Introduction

The term pyogenic granuloma (PG) is a misnomer, and lobular capillary hemangioma is the currently preferred term [13]. PG is a benign lesion that occurs on skin and mucosal surfaces of the proximal aero-digestive tracts, but has also been reported to occur subcutaneously, intravenously, in the small bowel, colon and rectum and on burn scars [46]. Although cutaneous PG may present as multiple lesions and necrosis, invasion of surrounding tissues is never seen. PG lesions have no malignant potential, but up to 15% may recur following excision [2].

Case presentation

A 28-year-old female patient presented to AIC Kijabe Hospital (KH) with a large, ulcerated mass on her left thigh which had been present for the previous 6 months.

Nine months prior to presentation, she had suffered traumatic avulsion of skin of the anteromedial aspect of her left leg, measuring about 5 cm by 8 cm. The resulting wound became infected and was initially managed with daily dressings. Debridement and split thickness skin grafting (STSG) were finally performed three months after the trauma. The skin graft had been harvested from her left thigh, and whereas the recipient site healed completely, the donor site failed to heal, and instead rapidly developed into a large ulcerated mass with a purulent, foul-smelling discharge. It bled frequently, both spontaneously and on mild trauma. (Figure 1) Severe pain had kept her bedridden for two months prior to her presentation to KH. She had not used any traditional therapies.

Figure 1
figure 1

Giant pyogenic granuloma, left thigh. Note (arrow) normally healed skin graft donor site on the proximal edge of the mass.

The mass was covered by a thick creamy-white exudate. It had a purplish-grey hue around the rolled edges, and measured 25 × 15 × 5 cm. Old blood clots spread across the mass indicated past bleeding episodes. The proximal edge was continuous with the healed skin donor site. She had a healed scar on her leg, and was otherwise in good health.

An excision of the mass with a margin of 20 mm was performed, and the defect was covered with a STSG. The biopsy was reported as a giant lobular capillary hemangioma (Figure 2). Bacterial colonization was only present on the surface of the lesion, and there was no evidence of mycobacterial or fungal infection.

Figure 2
figure 2

Low power magnification: Note numerous vascular spaces lined by endothelial cells, surrounded by a fibromyxoid stroma with scattered inflammatory cells.

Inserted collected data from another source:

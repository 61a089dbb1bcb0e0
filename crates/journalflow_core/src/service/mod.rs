//! Use-case services.
//!
//! # Responsibility
//! - Orchestrate model construction and repository calls into the entry
//!   points a journal UI consumes.
//! - Keep callers decoupled from storage details.

pub mod journal_service;
//! Repository layer: persistence contracts and SQLite implementations.
//!
//! # Responsibility
//! - Define the data-access contract for the journal entry collection.
//! - Keep SQL details inside the persistence boundary.
//!
//! # Invariants
//! - Write paths run `JournalEntry::validate()` before any SQL mutation.
//! - Read paths reject malformed persisted state instead of masking it.

pub mod entry_repo;
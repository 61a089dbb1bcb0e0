//! Domain model for journal entries.
//!
//! # Responsibility
//! - Define the entry envelope and the closed set of journal kinds.
//! - Own identity generation and the write-path validation rules.
//!
//! # Invariants
//! - Every entry is exactly one variant; the kind is derived from the body,
//!   never stored beside it.
//! - Envelope identity fields (`id`, `date`, `created_at`) are frozen after
//!   creation.
//!
//! # See also
//! - docs/architecture/data-model.md

pub mod entry;
pub mod id;
use journalflow_core::db::migrations::latest_version;
use journalflow_core::db::open_db_in_memory;
use journalflow_core::{
    preview_of, CommunicationDetail, EntryBody, EntryKind, EntryRepository, JournalEntry,
    JournalService, PracticeDetail, RepoError, SqliteEntryRepository,
};
use rusqlite::Connection;

fn formal_practice(practice_type: &str, duration_minutes: u32, insights: &str) -> EntryBody {
    EntryBody::FormalPractice(PracticeDetail {
        practice_type: practice_type.to_string(),
        duration_minutes,
        insights: insights.to_string(),
    })
}

fn difficult_communication(content: &str) -> EntryBody {
    EntryBody::DifficultCommunication(CommunicationDetail {
        content: content.to_string(),
        person: "上司".to_string(),
        problem_origin: "締め切りの認識違い".to_string(),
        my_desire: "余裕のある計画".to_string(),
        what_i_got: "翌週への延期".to_string(),
        their_desire: "早い納品".to_string(),
        what_they_got: "進捗の見通し".to_string(),
        feelings: "緊張".to_string(),
        resolved: true,
        resolution: "週次で状況を共有することにした".to_string(),
    })
}

#[test]
fn create_and_list_roundtrip_is_deep_equal() {
    let conn = open_db_in_memory().unwrap();
    let repo = SqliteEntryRepository::try_new(&conn).unwrap();

    let entry = JournalEntry::new(formal_practice("ボディスキャン", 20, "呼吸が浅かった"));
    repo.create(&entry).unwrap();

    let all = repo.list_all().unwrap();
    assert_eq!(all.len(), 1);
    assert_eq!(all[0], entry);
}

#[test]
fn get_returns_none_for_unknown_id() {
    let conn = open_db_in_memory().unwrap();
    let repo = SqliteEntryRepository::try_new(&conn).unwrap();

    let never_stored = JournalEntry::new(difficult_communication("未保存"));
    assert!(repo.get(&never_stored.id).unwrap().is_none());
}

#[test]
fn create_rejects_a_duplicate_id() {
    let conn = open_db_in_memory().unwrap();
    let repo = SqliteEntryRepository::try_new(&conn).unwrap();

    let entry = JournalEntry::new(formal_practice("ヨガ瞑想", 30, "体が硬い"));
    repo.create(&entry).unwrap();

    let err = repo.create(&entry).unwrap_err();
    assert!(matches!(err, RepoError::DuplicateId(id) if id == entry.id));

    assert_eq!(repo.list_all().unwrap().len(), 1);
}

#[test]
fn upsert_replaces_wholesale_and_preserves_identity_fields() {
    let conn = open_db_in_memory().unwrap();
    let repo = SqliteEntryRepository::try_new(&conn).unwrap();

    let mut entry = JournalEntry::new(formal_practice("ボディスキャン", 20, "眠くなった"));
    repo.create(&entry).unwrap();
    let updated_before = entry.updated_at;

    entry
        .edit(formal_practice("ボディスキャン", 45, "後半は集中できた"))
        .unwrap();
    repo.upsert(&entry).unwrap();

    let stored = repo.get(&entry.id).unwrap().unwrap();
    assert_eq!(stored.id, entry.id);
    assert_eq!(stored.kind(), EntryKind::FormalPractice);
    assert_eq!(stored.created_at, entry.created_at);
    assert_eq!(stored.date, entry.date);
    assert!(stored.updated_at > updated_before);
    match &stored.body {
        EntryBody::FormalPractice(detail) => {
            assert_eq!(detail.duration_minutes, 45);
            assert_eq!(detail.insights, "後半は集中できた");
        }
        other => panic!("unexpected body: {other:?}"),
    }
}

#[test]
fn upsert_creates_when_the_id_is_absent() {
    let conn = open_db_in_memory().unwrap();
    let repo = SqliteEntryRepository::try_new(&conn).unwrap();

    let entry = JournalEntry::new(difficult_communication("伝え方を間違えた"));
    repo.upsert(&entry).unwrap();

    assert_eq!(repo.list_all().unwrap(), vec![entry]);
}

#[test]
fn delete_removes_exactly_one_and_is_idempotent() {
    let conn = open_db_in_memory().unwrap();
    let repo = SqliteEntryRepository::try_new(&conn).unwrap();

    let keep_a = JournalEntry::new(formal_practice("静坐瞑想", 10, "a"));
    let target = JournalEntry::new(formal_practice("静坐瞑想", 10, "b"));
    let keep_b = JournalEntry::new(difficult_communication("c"));
    repo.create(&keep_a).unwrap();
    repo.create(&target).unwrap();
    repo.create(&keep_b).unwrap();

    repo.delete(&target.id).unwrap();
    let remaining = repo.list_all().unwrap();
    assert_eq!(remaining.len(), 2);
    assert!(remaining.iter().all(|entry| entry.id != target.id));

    // Deleting an id that is already gone stays a no-op.
    repo.delete(&target.id).unwrap();
    assert_eq!(repo.list_all().unwrap().len(), 2);
}

#[test]
fn repository_rejects_an_unmigrated_connection() {
    let conn = Connection::open_in_memory().unwrap();

    match SqliteEntryRepository::try_new(&conn) {
        Err(RepoError::UninitializedConnection {
            expected_version,
            actual_version: 0,
        }) => assert!(expected_version > 0),
        other => panic!("unexpected result: {other:?}"),
    }
}

#[test]
fn repository_rejects_a_connection_without_the_entries_table() {
    let conn = Connection::open_in_memory().unwrap();
    conn.execute_batch(&format!("PRAGMA user_version = {};", latest_version()))
        .unwrap();

    let result = SqliteEntryRepository::try_new(&conn);
    assert!(matches!(
        result,
        Err(RepoError::MissingRequiredTable("entries"))
    ));
}

#[test]
fn repository_rejects_a_connection_missing_an_entry_column() {
    let conn = Connection::open_in_memory().unwrap();
    conn.execute_batch(
        "CREATE TABLE entries (
            id TEXT PRIMARY KEY NOT NULL,
            kind TEXT NOT NULL,
            date TEXT NOT NULL,
            created_at INTEGER NOT NULL,
            updated_at INTEGER NOT NULL
        );",
    )
    .unwrap();
    conn.execute_batch(&format!("PRAGMA user_version = {};", latest_version()))
        .unwrap();

    let result = SqliteEntryRepository::try_new(&conn);
    assert!(matches!(
        result,
        Err(RepoError::MissingRequiredColumn {
            table: "entries",
            column: "practice_type"
        })
    ));
}

#[test]
fn decode_rejects_a_row_missing_its_variant_columns() {
    let conn = open_db_in_memory().unwrap();
    conn.execute_batch(
        "INSERT INTO entries (id, kind, date, created_at, updated_at)
         VALUES ('formal-practice-1700000000000', 'formal-practice', '2026-08-06', 1, 1);",
    )
    .unwrap();

    let repo = SqliteEntryRepository::try_new(&conn).unwrap();
    let err = repo.list_all().unwrap_err();
    assert!(matches!(err, RepoError::InvalidData(_)));
}

#[test]
fn service_edit_of_a_missing_id_is_not_found() {
    let conn = open_db_in_memory().unwrap();
    let service = JournalService::new(SqliteEntryRepository::try_new(&conn).unwrap());

    let never_stored = JournalEntry::new(formal_practice("静坐瞑想", 15, "x"));
    let err = service
        .edit_entry(&never_stored.id, formal_practice("静坐瞑想", 20, "x"))
        .unwrap_err();
    assert!(matches!(err, RepoError::NotFound(id) if id == never_stored.id));
}

#[test]
fn practice_entry_lifecycle_from_log_to_delete() {
    let conn = open_db_in_memory().unwrap();
    let service = JournalService::new(SqliteEntryRepository::try_new(&conn).unwrap());

    let logged = service
        .log_entry(formal_practice("ボディスキャン", 20, "気づきがあった"))
        .unwrap();

    let all = service.entries().unwrap();
    assert_eq!(all.len(), 1);
    assert_eq!(preview_of(&all[0]), "気づきがあった");

    let edited = service
        .edit_entry(
            &logged.id,
            formal_practice("ボディスキャン", 25, "気づきがあった"),
        )
        .unwrap();
    assert_eq!(edited.created_at, logged.created_at);
    assert!(edited.updated_at > logged.updated_at);

    service.remove_entry(&logged.id).unwrap();
    assert!(service.entries().unwrap().is_empty());
}
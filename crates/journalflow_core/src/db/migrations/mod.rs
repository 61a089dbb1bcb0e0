//! Schema migration registry and executor.
//!
//! # Responsibility
//! - Register migrations in strictly increasing version order.
//! - Apply pending migrations atomically.
//!
//! # Invariants
//! - The applied version is mirrored to `PRAGMA user_version`.
//! - The indexed entry collection and the scalar settings store live in
//!   separate migrations; the two persistence concerns stay distinct.

use crate::db::{DbError, DbResult};
use rusqlite::Connection;

#[derive(Debug, Clone, Copy)]
struct Migration {
    version: u32,
    sql: &'static str,
}

const MIGRATIONS: &[Migration] = &[
    Migration {
        version: 1,
        sql: include_str!("0001_entries.sql"),
    },
    Migration {
        version: 2,
        sql: include_str!("0002_settings.sql"),
    },
];

/// Returns the latest migration version known by this binary.
pub fn latest_version() -> u32 {
    MIGRATIONS.last().map_or(0, |migration| migration.version)
}

/// Applies all pending migrations on the provided connection.
pub fn apply_migrations(conn: &mut Connection) -> DbResult<()> {
    let current_version = current_user_version(conn)?;
    let latest = latest_version();

    if current_version > latest {
        return Err(DbError::UnsupportedSchemaVersion {
            db_version: current_version,
            latest_supported: latest,
        });
    }

    if current_version == latest {
        return Ok(());
    }

    let tx = conn.transaction()?;
    for migration in MIGRATIONS {
        if migration.version <= current_version {
            continue;
        }

        tx.execute_batch(migration.sql)?;
        tx.execute_batch(&format!("PRAGMA user_version = {};", migration.version))?;
    }
    tx.commit()?;

    Ok(())
}

fn current_user_version(conn: &Connection) -> DbResult<u32> {
    let version = conn.query_row("PRAGMA user_version;", [], |row| row.get::<_, u32>(0))?;
    Ok(version)
}
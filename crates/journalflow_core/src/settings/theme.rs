//! Weekly theme: one mutable record per device.
//!
//! The eight-week-plus program runs over twelve numbered weeks; the current
//! theme is overwritten in place with no history kept.

use crate::settings::store::{SettingsError, SettingsResult, SqliteSettingsStore};
use serde::{Deserialize, Serialize};

const WEEKLY_THEME_KEY: &str = "weekly-theme";

/// Singleton weekly theme record.
#[derive(Debug, Clone, PartialEq, Eq, Serialize, Deserialize)]
#[serde(rename_all = "camelCase")]
pub struct WeeklyTheme {
    /// Program week, 1 through 12.
    pub week: u32,
    pub theme: String,
    pub description: String,
    /// Set the first time a theme is saved; survives later overwrites.
    pub created_at: i64,
    /// Advances on every save.
    pub updated_at: i64,
}

/// Caller-supplied fields for a theme save.
#[derive(Debug, Clone, PartialEq, Eq)]
pub struct WeeklyThemeDraft {
    pub week: u32,
    pub theme: String,
    pub description: String,
}

/// Loads the current theme; `Ok(None)` before the first save.
pub fn load_weekly_theme(store: &SqliteSettingsStore<'_>) -> SettingsResult<Option<WeeklyTheme>> {
    store.read_value(WEEKLY_THEME_KEY)
}

/// Validates and saves the theme, overwriting the previous one in place.
///
/// `created_at` is carried over from the existing record when there is one;
/// `updated_at` strictly advances.
pub fn save_weekly_theme(
    store: &SqliteSettingsStore<'_>,
    draft: &WeeklyThemeDraft,
) -> SettingsResult<WeeklyTheme> {
    if !(1..=12).contains(&draft.week) {
        return Err(SettingsError::InvalidWeek(draft.week));
    }
    if draft.theme.trim().is_empty() {
        return Err(SettingsError::BlankTheme);
    }

    let now = crate::model::entry::now_epoch_ms();
    let (created_at, updated_at) = match load_weekly_theme(store)? {
        Some(existing) => (existing.created_at, now.max(existing.updated_at + 1)),
        None => (now, now),
    };

    let theme = WeeklyTheme {
        week: draft.week,
        theme: draft.theme.clone(),
        description: draft.description.clone(),
        created_at,
        updated_at,
    };
    store.write_value(WEEKLY_THEME_KEY, &theme)?;
    Ok(theme)
}
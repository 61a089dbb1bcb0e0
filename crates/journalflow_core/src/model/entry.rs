//! Journal entry envelope and kind-specific payloads.
//!
//! # Responsibility
//! - Define the five journal kinds and their payload shapes.
//! - Stamp envelope fields at creation and guard them on edit.
//!
//! # Invariants
//! - `updated_at >= created_at` for every valid entry.
//! - The id's slug prefix always agrees with the body's kind.
//! - An edit never changes the kind; there is no variant migration.
//!
//! # See also
//! - docs/architecture/data-model.md

use crate::model::id::EntryId;
use chrono::{Local, NaiveDate, Utc};
use serde::{Deserialize, Serialize};
use std::error::Error;
use std::fmt::{Display, Formatter};

/// Discriminant for the five journal kinds.
#[derive(Debug, Clone, Copy, PartialEq, Eq, Hash, Serialize, Deserialize)]
#[serde(rename_all = "kebab-case")]
pub enum EntryKind {
    FormalPractice,
    InformalPractice,
    PleasantEvent,
    UnpleasantEvent,
    DifficultCommunication,
}

impl EntryKind {
    /// Every kind, in the order the original journal presents them.
    pub const ALL: [EntryKind; 5] = [
        EntryKind::FormalPractice,
        EntryKind::InformalPractice,
        EntryKind::PleasantEvent,
        EntryKind::UnpleasantEvent,
        EntryKind::DifficultCommunication,
    ];

    /// Stable storage slug, also the id prefix.
    pub fn slug(self) -> &'static str {
        match self {
            EntryKind::FormalPractice => "formal-practice",
            EntryKind::InformalPractice => "informal-practice",
            EntryKind::PleasantEvent => "pleasant-event",
            EntryKind::UnpleasantEvent => "unpleasant-event",
            EntryKind::DifficultCommunication => "difficult-communication",
        }
    }

    /// Human-readable label shown in list and detail views.
    pub fn label(self) -> &'static str {
        match self {
            EntryKind::FormalPractice => "フォーマル実践",
            EntryKind::InformalPractice => "インフォーマル実践",
            EntryKind::PleasantEvent => "快な出来事",
            EntryKind::UnpleasantEvent => "不快な出来事",
            EntryKind::DifficultCommunication => "困難なコミュニケーション",
        }
    }

    /// Resolves a storage slug back to its kind.
    pub fn from_slug(value: &str) -> Option<Self> {
        match value {
            "formal-practice" => Some(EntryKind::FormalPractice),
            "informal-practice" => Some(EntryKind::InformalPractice),
            "pleasant-event" => Some(EntryKind::PleasantEvent),
            "unpleasant-event" => Some(EntryKind::UnpleasantEvent),
            "difficult-communication" => Some(EntryKind::DifficultCommunication),
            _ => None,
        }
    }
}

impl Display for EntryKind {
    fn fmt(&self, f: &mut Formatter<'_>) -> std::fmt::Result {
        f.write_str(self.slug())
    }
}

/// Payload for formal and informal practice sessions.
#[derive(Debug, Clone, PartialEq, Eq, Serialize, Deserialize)]
#[serde(rename_all = "camelCase")]
pub struct PracticeDetail {
    /// Free-text practice label (body scan, sitting meditation, ...).
    pub practice_type: String,
    /// Session length in whole minutes.
    pub duration_minutes: u32,
    /// What was noticed during or after the session.
    pub insights: String,
}

/// Payload for pleasant and unpleasant event logs.
#[derive(Debug, Clone, PartialEq, Eq, Serialize, Deserialize)]
#[serde(rename_all = "camelCase")]
pub struct EventDetail {
    pub event: String,
    /// Whether the feeling was noticed while the event happened.
    pub awareness_at_time: bool,
    pub body_feelings: String,
    pub mood_and_thoughts: String,
    pub current_thoughts: String,
}

/// Payload for difficult-communication logs.
#[derive(Debug, Clone, PartialEq, Eq, Serialize, Deserialize)]
#[serde(rename_all = "camelCase")]
pub struct CommunicationDetail {
    pub content: String,
    pub person: String,
    pub problem_origin: String,
    pub my_desire: String,
    pub what_i_got: String,
    pub their_desire: String,
    pub what_they_got: String,
    pub feelings: String,
    pub resolved: bool,
    pub resolution: String,
}

/// Closed tagged union over the five journal kinds.
///
/// Consumers match exhaustively; there is no catch-all arm, so adding a kind
/// is a compile-time event everywhere the union is consumed.
#[derive(Debug, Clone, PartialEq, Eq, Serialize, Deserialize)]
#[serde(tag = "type")]
pub enum EntryBody {
    #[serde(rename = "formal-practice")]
    FormalPractice(PracticeDetail),
    #[serde(rename = "informal-practice")]
    InformalPractice(PracticeDetail),
    #[serde(rename = "pleasant-event")]
    PleasantEvent(EventDetail),
    #[serde(rename = "unpleasant-event")]
    UnpleasantEvent(EventDetail),
    #[serde(rename = "difficult-communication")]
    DifficultCommunication(CommunicationDetail),
}

impl EntryBody {
    /// Kind carried by this body.
    pub fn kind(&self) -> EntryKind {
        match self {
            EntryBody::FormalPractice(_) => EntryKind::FormalPractice,
            EntryBody::InformalPractice(_) => EntryKind::InformalPractice,
            EntryBody::PleasantEvent(_) => EntryKind::PleasantEvent,
            EntryBody::UnpleasantEvent(_) => EntryKind::UnpleasantEvent,
            EntryBody::DifficultCommunication(_) => EntryKind::DifficultCommunication,
        }
    }
}

/// One journal record: envelope fields plus the kind-specific body.
///
/// The kind is not a field; it is derived from `body`, so an envelope whose
/// discriminant disagrees with its payload cannot be represented.
#[derive(Debug, Clone, PartialEq, Eq, Serialize, Deserialize)]
#[serde(rename_all = "camelCase")]
pub struct JournalEntry {
    /// Primary key, `{kind-slug}-{epochMillis}`.
    pub id: EntryId,
    /// Logical journaling day (device-local calendar date at creation).
    pub date: NaiveDate,
    /// Creation instant, epoch milliseconds. Frozen.
    pub created_at: i64,
    /// Last edit instant, epoch milliseconds. Advances on every edit.
    pub updated_at: i64,
    #[serde(flatten)]
    pub body: EntryBody,
}

/// Validation failure raised by entry write paths.
#[derive(Debug, Clone, PartialEq, Eq)]
pub enum EntryValidationError {
    /// The id's slug prefix disagrees with the body's kind.
    IdKindMismatch { id: EntryId, kind: EntryKind },
    /// `updated_at` lies before `created_at`.
    TimestampOrder { created_at: i64, updated_at: i64 },
    /// An edit tried to move the entry to another kind.
    KindChange {
        stored: EntryKind,
        requested: EntryKind,
    },
}

impl Display for EntryValidationError {
    fn fmt(&self, f: &mut Formatter<'_>) -> std::fmt::Result {
        match self {
            Self::IdKindMismatch { id, kind } => {
                write!(f, "entry id `{id}` does not carry the `{kind}` slug")
            }
            Self::TimestampOrder {
                created_at,
                updated_at,
            } => write!(
                f,
                "updated_at {updated_at} is earlier than created_at {created_at}"
            ),
            Self::KindChange { stored, requested } => {
                write!(f, "entry kind is fixed at `{stored}`, cannot become `{requested}`")
            }
        }
    }
}

impl Error for EntryValidationError {}

impl JournalEntry {
    /// Creates an entry from a body, stamping the full envelope.
    ///
    /// The journaling day is the device-local calendar date of the creation
    /// instant; `created_at` and `updated_at` start equal.
    pub fn new(body: EntryBody) -> Self {
        let now = now_epoch_ms();
        Self {
            id: EntryId::generate(body.kind()),
            date: Local::now().date_naive(),
            created_at: now,
            updated_at: now,
            body,
        }
    }

    /// Kind of this entry, derived from the body.
    pub fn kind(&self) -> EntryKind {
        self.body.kind()
    }

    /// Replaces the body and advances `updated_at`.
    ///
    /// # Invariants
    /// - The kind is frozen; a body of another kind is rejected.
    /// - `updated_at` strictly advances, even for two edits inside one clock
    ///   millisecond.
    pub fn edit(&mut self, body: EntryBody) -> Result<(), EntryValidationError> {
        if body.kind() != self.kind() {
            return Err(EntryValidationError::KindChange {
                stored: self.kind(),
                requested: body.kind(),
            });
        }

        self.body = body;
        self.updated_at = now_epoch_ms().max(self.updated_at + 1);
        Ok(())
    }

    /// Checks the envelope invariants enforced on every write path.
    pub fn validate(&self) -> Result<(), EntryValidationError> {
        if self.id.kind_slug() != self.kind().slug() {
            return Err(EntryValidationError::IdKindMismatch {
                id: self.id.clone(),
                kind: self.kind(),
            });
        }
        if self.updated_at < self.created_at {
            return Err(EntryValidationError::TimestampOrder {
                created_at: self.created_at,
                updated_at: self.updated_at,
            });
        }
        Ok(())
    }
}

/// Current instant as epoch milliseconds.
pub(crate) fn now_epoch_ms() -> i64 {
    Utc::now().timestamp_millis()
}
//! Connection bootstrap for the journal database.
//!
//! # Responsibility
//! - Open file or in-memory connections with the pragmas the core expects.
//! - Run pending migrations before returning a usable connection.
//!
//! # Invariants
//! - Returned connections have `foreign_keys=ON` and all migrations applied.
//! - Opening the same database repeatedly is idempotent.

use super::migrations::apply_migrations;
use super::DbResult;
use log::{error, info};
use rusqlite::Connection;
use std::path::Path;
use std::time::{Duration, Instant};

const BUSY_TIMEOUT: Duration = Duration::from_secs(5);

/// Opens the journal database file, creating and migrating it as needed.
///
/// This is the one-time setup every other operation depends on; calling it
/// again on an already-migrated database applies nothing.
pub fn open_db(path: impl AsRef<Path>) -> DbResult<Connection> {
    bootstrap(Connection::open(path), "file")
}

/// Opens a fresh in-memory database with the full schema applied.
pub fn open_db_in_memory() -> DbResult<Connection> {
    bootstrap(Connection::open_in_memory(), "memory")
}

fn bootstrap(opened: rusqlite::Result<Connection>, mode: &str) -> DbResult<Connection> {
    let started_at = Instant::now();
    info!("event=db_open module=db status=start mode={mode}");

    let mut conn = match opened {
        Ok(conn) => conn,
        Err(err) => {
            error!(
                "event=db_open module=db status=error mode={mode} duration_ms={} error_code=db_open_failed error={err}",
                started_at.elapsed().as_millis()
            );
            return Err(err.into());
        }
    };

    match prepare_connection(&mut conn) {
        Ok(()) => {
            info!(
                "event=db_open module=db status=ok mode={mode} duration_ms={}",
                started_at.elapsed().as_millis()
            );
            Ok(conn)
        }
        Err(err) => {
            error!(
                "event=db_open module=db status=error mode={mode} duration_ms={} error_code=db_bootstrap_failed error={err}",
                started_at.elapsed().as_millis()
            );
            Err(err)
        }
    }
}

fn prepare_connection(conn: &mut Connection) -> DbResult<()> {
    conn.execute_batch("PRAGMA foreign_keys = ON;")?;
    conn.busy_timeout(BUSY_TIMEOUT)?;
    apply_migrations(conn)
}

This unusual history, presentation and diagnosis prompted a search for a possible cause. An ELISA for HIV-1 proved positive. Both the donor and the recipient sites healed completely, with no evidence of recurrence at 5 months (Figure 3).

Figure 3
figure 3

Healed grafted area at 5 months, with no evidence of recurrence.

Discussion

The cause of PG is not known. However, trauma, hormonal influences, an unknown angiogenic factor; inflammatory and infectious agents, have all been hypothesized as possible factors in causation [2, 7]. Mucosal and cutaneous PG appear to be etiologically different, with a higher incidence of mucosal PGs. Many believe that mucosal PGs, which have a higher female preponderance, are causally related to estrogens, while cutaneous PGs are not9. Estrogens and other hormones appear to exaggerate the inflammatory responses of gingival tissue, particularly in pregnancy, and lead to the development of PGs in up to 2% of pregnant women (PG gravidarum) [2, 8].

Both bacillary angiomatosis (disseminated vascular lesions in immunosuppressed patients), and verruga peruana (crops of vascular nodules in immunocompetent persons), are vascular lesions that resemble PGs, clinically and histologically, and are caused by infection with Bartonella spp. Because of this histopathological similarity, some workers have suggested that PG may be caused by Bartonella spp. infection [9]. Others have found no association [10, 11]. We were unable to exclude Bartonella spp. infection as a possible cause in this patient.

Conclusion

This patient presented with a solitary giant PG on a skin graft donor site, and was found to be HIV positive, an unusual combination, as most HIV-related PGs reported in literature present as multiple lesions, and on staining may show evidence of infection by Bartonella spp. [10, 12, 13].

Most reports suggest that PGs grow to a maximum of 2 cm, save for Choudhary et al. and Tursen et al. who have reported larger lesions [14, 15]. Nonetheless, a PG of a size similar to this case has not been reported before.

Skin graft donor sites are known to cause dyspigmentation, hypertrophic scars and keloid. No previous report has been made of a PG arising from a skin graft donor site.

This case report presents a rare manifestation of HIV infection, presenting first as a solitary giant PG, and highlights the wide spectrum of unusual presentations of HIV infection. Thus unusual or unexpected presentations should arouse suspicion of underlying immunosuppression, especially in HIV endemic areas.

Consent

Written informed consent was obtained from the patient for the publication of this paper and any accompanying images. A copy of the consent is available for review by the Editor-in-Chief of this journal.